Aquela cena o angustiou e ele tentou mover-se, mas algo prendia os seus pés ao chão. Satoru tentou olhar para o chão, e mãos quentes tomaram o seu rosto e sussurraram.

-Não olhe. - Ele esperou ver o seu avô, mas não tinha ideia de quem era aquela pessoa. 

Novamente ele procurou pela mulher, que já estava a beira do penhasco.

-Mamãe, por favor, eu não quero ir.  - O garoto menor pediu, mas ela parecia em transe.

Então uma depois da outra, as crianças foram atiradas no abismo.

Um choro estridente, ressoou em seus ouvidos e ele acordou assustado.

Suguru dormia silencioso, o peito subia e descia. Como ele desejou poder abraça-lo, sua mão estendeu-se incoscientemente e quase alcançou aquela face perfeita, no momento em que o outro abriu os olhos e o fitou preocupado.

-Você está bem? - Ele perguntou tomando a mão de Satoru e repousando-a no próprio peito.

-Eu não quis acorda-lo... - Respondeu, ainda sentido o corpo estremecer por causa do sonho.

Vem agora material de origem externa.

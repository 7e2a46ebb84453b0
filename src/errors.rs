//! Error types produced while discovering, querying and exporting result sets.

use std::path::PathBuf;

use thiserror::Error;

use crate::provider::QuantityKind;

/// Error returned by a result provider or one of its sessions.
///
/// Only [`ProviderError::ArtifactUnreadable`] and [`ProviderError::MeshUnavailable`]
/// stop the processing of an artifact. Every other variant is converted into a
/// degraded value by the step enumerator or the step extractor.
#[derive(Clone, Debug, Error, PartialEq)]
pub enum ProviderError {
    /// Returned when the provider cannot parse the artifact at all.
    #[error("artifact {} is unreadable: {reason}", path.display())]
    ArtifactUnreadable {
        /// Location of the rejected artifact.
        path: PathBuf,
        /// Provider supplied description of the failure.
        reason: String,
    },
    /// Returned when the mesh of an opened artifact cannot be read.
    #[error("mesh is unavailable: {0}")]
    MeshUnavailable(String),
    /// Returned when the artifact exposes no time or load step axis.
    #[error("step enumeration is unsupported: {0}")]
    EnumerationUnsupported(String),
    /// Returned when one quantity cannot be computed for the requested step.
    #[error("{kind} is unavailable: {reason}")]
    QuantityUnavailable {
        /// Quantity that was requested.
        kind: QuantityKind,
        /// Provider supplied description of the failure.
        reason: String,
    },
    /// Returned when the artifact carries no reaction force results.
    #[error("reaction forces are not supported by this artifact")]
    ReactionForceUnsupported,
    /// Returned when the provider hands back a malformed field.
    #[error("malformed field: {0}")]
    Field(#[from] FieldError),
}

/// Error returned when building or reducing a [`Field`](crate::Field).
#[derive(Clone, Copy, Debug, Error, PartialEq)]
pub enum FieldError {
    /// Returned when the number of node ids does not match the number of rows.
    #[error("{ids} node ids supplied for {rows} rows of data")]
    ScopingMismatch {
        /// Number of node ids in the scoping.
        ids: usize,
        /// Number of data rows.
        rows: usize,
    },
    /// Returned when the rows of a field do not share one component count.
    #[error("row {row} has {found} components, expected {expected}")]
    RaggedRows {
        /// Zero-based index of the offending row.
        row: usize,
        /// Component count of the first row.
        expected: usize,
        /// Component count of the offending row.
        found: usize,
    },
    /// Returned when a vector reduction receives a field without three components.
    #[error("expected a three component vector field, found {components} components")]
    NotAVectorField {
        /// Component count of the supplied field.
        components: usize,
    },
}

/// Error returned when the run configuration is unusable.
#[derive(Debug, Error)]
pub enum ConfigError {
    /// Returned when the discovery root cannot be read as a directory.
    #[error("root directory {} cannot be read", path.display())]
    UnreadableRoot {
        /// Root that was supplied.
        path: PathBuf,
        /// Underlying file system error, when one was reported.
        #[source]
        source: Option<std::io::Error>,
    },
    /// Returned when a configuration file cannot be opened.
    #[error("configuration file {} cannot be read", path.display())]
    UnreadableFile {
        /// Location of the configuration file.
        path: PathBuf,
        /// Underlying file system error.
        #[source]
        source: std::io::Error,
    },
    /// Returned when a configuration file is not valid JSON for this schema.
    #[error("configuration file {} is invalid", path.display())]
    InvalidFile {
        /// Location of the configuration file.
        path: PathBuf,
        /// Parser error.
        #[source]
        source: serde_json::Error,
    },
    /// Returned when the delimited-text options are inconsistent.
    #[error("invalid CSV options: {0}")]
    InvalidCsvOptions(String),
    /// Returned when a numeric setting is out of range.
    #[error("invalid setting `{name}`: {reason}")]
    InvalidSetting {
        /// Name of the setting.
        name: &'static str,
        /// Reason the value was rejected.
        reason: String,
    },
    /// Returned when the worker pool cannot be created.
    #[error("worker pool cannot be started: {0}")]
    WorkerPool(String),
}

/// Error returned when a table cannot be written to its destination.
#[derive(Debug, Error)]
pub enum OutputError {
    /// Returned when the destination directory cannot be created.
    #[error("output directory {} cannot be created", path.display())]
    CreateDirectory {
        /// Directory that was requested.
        path: PathBuf,
        /// Underlying file system error.
        #[source]
        source: std::io::Error,
    },
    /// Returned when the destination file cannot be written.
    #[error("output file {} cannot be written", path.display())]
    WriteFailure {
        /// Destination file.
        path: PathBuf,
        /// Underlying writer error.
        #[source]
        source: csv::Error,
    },
}

/// Fatal error returned by a batch run.
///
/// Per-artifact and per-quantity failures never surface here; they are
/// recorded in the [`RunSummary`](crate::RunSummary) instead.
#[derive(Debug, Error)]
pub enum BatchError {
    /// The run was misconfigured.
    #[error(transparent)]
    Config(#[from] ConfigError),
    /// The dataset could not be written.
    #[error(transparent)]
    Output(#[from] OutputError),
}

-Algo aconteceu... Às vezes os pesadelos podem nos atingir neste lugar, por que a Magia dos sonhos aqui é mais profunda. Pode ser assustador, mas também pode nos trazer algum tipo de revelação. -Ele puxou-o para perto de si. -Há muito tempo minha magia não é estável, mas posso afastar os sonhos ruins, desde que você fique perto de mim... muito perto, quero dizer. - Disse sugestivamente.

Satoru repousou a cabeça nos ombros do outro e adormeceu rapidamente. Suguru sorriu incoscientemente e de novo aquela sensação de temor brotava de dentro dele. Açoitando-o como nos dias em que recebera sua punição.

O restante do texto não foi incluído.